On the precise question that my hon. Friend has raised, we are developing training access points, set up by the MSC, to provide better access to information on the education and training opportunities available locally, together with the local employer networks which are growing and have already been set up in a number of pilot areas. Those will be replicated elsewhere—I hope in my hon. Friend's constituency.
§ Mr. Watts
Does my hon. Friend agree that the existence of skill shortages is a symptom of the rapid economic growth in the British economy? Does he also agree that, contrary to the experience of the Labour Government, this Government have invested large amounts of taxpayers' money to help to meet those skill shortages? Will my hon. Friend remind the House of the range of Government funded schemes available to help meet the skill shortages now and compare that to 1978–79?
§ Mr. Trippier
In fact, as my hon. Friend has suggested, they bear favourable comparison. One of the problems that we have identified is that the apprenticeships, which all hon. Members have come to know over a number of years, are perhaps outmoded and not as appropriate in the 1980s as they were in the 1960s—[Interruption.] The hon. Member for Huddersfield (Mr. Sheerman) may pour scorn on that, but he should listen to what Mr. Eric Hammond the general secretary of the Electrical, Electronic, Telecommunication and Plumbing Union, said when he was talking about the success that the union had achieved because its contribution has been to scale down wage rates to bring them into line with YTS allowances. He said:Of course, we had considerable criticisms from other trade unions … But at the end of four years, with thousands under training, thousands becoming skilled, we can feel justly proud to have provided hope for so many.
§ Mr.

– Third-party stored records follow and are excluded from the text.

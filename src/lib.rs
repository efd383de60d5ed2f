/*
 *  SteamLadder bot - Discord bot for looking up SteamLadder profiles within Discord.
 *  Copyright (C) 2025  Manuel de Castro
 *
 *  This program is free software: you can redistribute it and/or modify
 *  it under the terms of the GNU General Public License as published by
 *  the Free Software Foundation, either version 3 of the License, or
 *  (at your option) any later version.
 *
 *  This program is distributed in the hope that it will be useful,
 *  but WITHOUT ANY WARRANTY; without even the implied warranty of
 *  MERCHANTABILITY or FITNESS FOR A PARTICULAR PURPOSE.  See the
 *  GNU General Public License for more details.
 *
 *  You should have received a copy of the GNU General Public License
 *  along with this program.  If not, see <https://www.gnu.org/licenses/>.
 */
/*
 * The crate is a library only to host the `log_cmd` procedural macro; proc-macros must live in
 * their own compilation unit.
 */
extern crate proc_macro;
use proc_macro::TokenStream;
use quote::quote;
use quote::ToTokens as _;
use syn::spanned::Spanned as _;
use syn::{parse_macro_input, Ident, ItemFn};

/// Finds the identifier of the context argument (the first argument) of a poise command.
fn context_ident(function: &ItemFn) -> Result<Ident, syn::Error> {
    let Some(first_arg) = function.sig.inputs.first() else {
        return Err(syn::Error::new(
            function.sig.span(),
            "[log_cmd] command must take the poise context as its first argument",
        ));
    };

    let syn::FnArg::Typed(ctx_arg) = first_arg else {
        return Err(syn::Error::new(
            first_arg.span(),
            "[log_cmd] `self` argument is not allowed",
        ));
    };

    match &*ctx_arg.pat {
        syn::Pat::Ident(ident) => Ok(ident.ident.clone()),
        other => Err(syn::Error::new(
            other.span(),
            "[log_cmd] expected an identifier for the context argument",
        )),
    }
}

/// Logs every invocation of the annotated command, together with its author.
///
/// Expands to a call to `crate::utils::log_cmd!` as the first statement of the command body, so
/// the binary decides how the event is recorded.
#[proc_macro_attribute]
pub fn log_cmd(_macro_attrs: TokenStream, function: TokenStream) -> TokenStream {
    let mut function = parse_macro_input!(function as ItemFn);

    let ctx_ident = match context_ident(&function) {
        Ok(ident) => ident,
        Err(e) => return darling::Error::from(e).write_errors().into(),
    };

    let log_stmt = match syn::parse2::<syn::Stmt>(quote! {
        crate::utils::log_cmd!(#ctx_ident);
    }) {
        Ok(stmt) => stmt,
        Err(e) => return darling::Error::from(e).write_errors().into(),
    };
    function.block.stmts.insert(0, log_stmt);

    function.into_token_stream().into()
}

Sheerman
Does the Minister agree that the truth of the matter is that the present skill shortages demonstrate what has happened during eight wasted years? In those eight wasted years, we have seen the Government concentrate on schemes for 1 million people, which give them a thin layer of training, whereas in fact real training for people in work, on which our productivity is based, has been allowed to go to the wall. Less than 7 per cent. of people in work receive any training. How do we compete on that basis in skills?
§ Mr. Trippier
That is an amazing allegation. The hon. Gentleman could not have heard what I said in reply to the substantive question from his hon. Friend the Member for Manchester, Blackley (Mr. Eastham). There is a contrast now of a shortage of skilled places of about 9 per cent., which contrasts with a shortage of 25 per cent. during the last three years of the Labour Administration. His hon. Friend the Member for Blackley summed it up remarkably well in a speech in this House on 12 February, when he made the lunatic suggestion :We have got training schemes coming out of our ears."—[Official Report, 12 February 1987; Vol. 110, c. 526.]So we have and we are proud of it.